**Exercise goal**
Only some lines are wanted. Transcribe, exactly, the lines below from the line with "passed between bytes." up to and including the line with "Ok(0) => return".

**The data**
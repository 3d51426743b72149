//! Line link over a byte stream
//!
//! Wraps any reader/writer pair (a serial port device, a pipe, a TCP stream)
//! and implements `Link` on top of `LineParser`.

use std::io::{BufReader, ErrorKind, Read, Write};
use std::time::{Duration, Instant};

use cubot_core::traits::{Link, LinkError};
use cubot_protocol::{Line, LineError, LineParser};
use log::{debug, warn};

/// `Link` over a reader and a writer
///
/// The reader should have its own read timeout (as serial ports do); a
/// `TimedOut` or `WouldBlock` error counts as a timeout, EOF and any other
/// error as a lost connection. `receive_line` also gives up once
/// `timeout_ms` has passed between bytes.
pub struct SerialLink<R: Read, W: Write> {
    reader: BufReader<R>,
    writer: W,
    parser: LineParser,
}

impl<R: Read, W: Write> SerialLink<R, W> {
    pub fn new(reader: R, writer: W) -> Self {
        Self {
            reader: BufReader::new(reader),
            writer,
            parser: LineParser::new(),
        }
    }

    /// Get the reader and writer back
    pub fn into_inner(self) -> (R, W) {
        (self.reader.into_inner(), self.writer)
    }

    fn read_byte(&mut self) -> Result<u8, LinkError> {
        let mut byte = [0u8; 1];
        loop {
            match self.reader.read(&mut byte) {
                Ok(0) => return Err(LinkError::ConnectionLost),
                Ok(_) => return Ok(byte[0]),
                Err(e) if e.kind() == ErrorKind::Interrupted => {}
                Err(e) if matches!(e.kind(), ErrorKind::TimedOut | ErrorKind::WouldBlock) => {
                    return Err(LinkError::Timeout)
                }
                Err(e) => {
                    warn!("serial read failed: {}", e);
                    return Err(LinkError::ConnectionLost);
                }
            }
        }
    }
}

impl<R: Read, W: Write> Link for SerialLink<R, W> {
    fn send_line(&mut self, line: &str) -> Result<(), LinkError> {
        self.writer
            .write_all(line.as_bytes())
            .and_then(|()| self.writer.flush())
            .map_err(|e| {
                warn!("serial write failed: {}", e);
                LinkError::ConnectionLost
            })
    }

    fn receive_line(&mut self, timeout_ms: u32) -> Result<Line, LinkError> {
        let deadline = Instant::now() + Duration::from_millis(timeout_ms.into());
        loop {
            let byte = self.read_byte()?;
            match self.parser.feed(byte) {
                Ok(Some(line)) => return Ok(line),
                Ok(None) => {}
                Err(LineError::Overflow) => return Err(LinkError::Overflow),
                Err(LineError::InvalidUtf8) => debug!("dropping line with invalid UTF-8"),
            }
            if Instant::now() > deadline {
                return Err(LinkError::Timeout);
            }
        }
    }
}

**Response to this task**
/// `timeout_ms` has passed between bytes.
pub struct SerialLink<R: Read, W: Write> {
    reader: BufReader<R>,
    writer: W,
    parser: LineParser,
}

impl<R: Read, W: Write> SerialLink<R, W> {
    pub fn new(reader: R, writer: W) -> Self {
        Self {
            reader: BufReader::new(reader),
            writer,
            parser: LineParser::new(),
        }
    }

    /// Get the reader and writer back
    pub fn into_inner(self) -> (R, W) {
        (self.reader.into_inner(), self.writer)
    }

    fn read_byte(&mut self) -> Result<u8, LinkError> {
        let mut byte = [0u8; 1];
        loop {
            match self.reader.read(&mut byte) {
                Ok(0) => return Err(LinkError::ConnectionLost),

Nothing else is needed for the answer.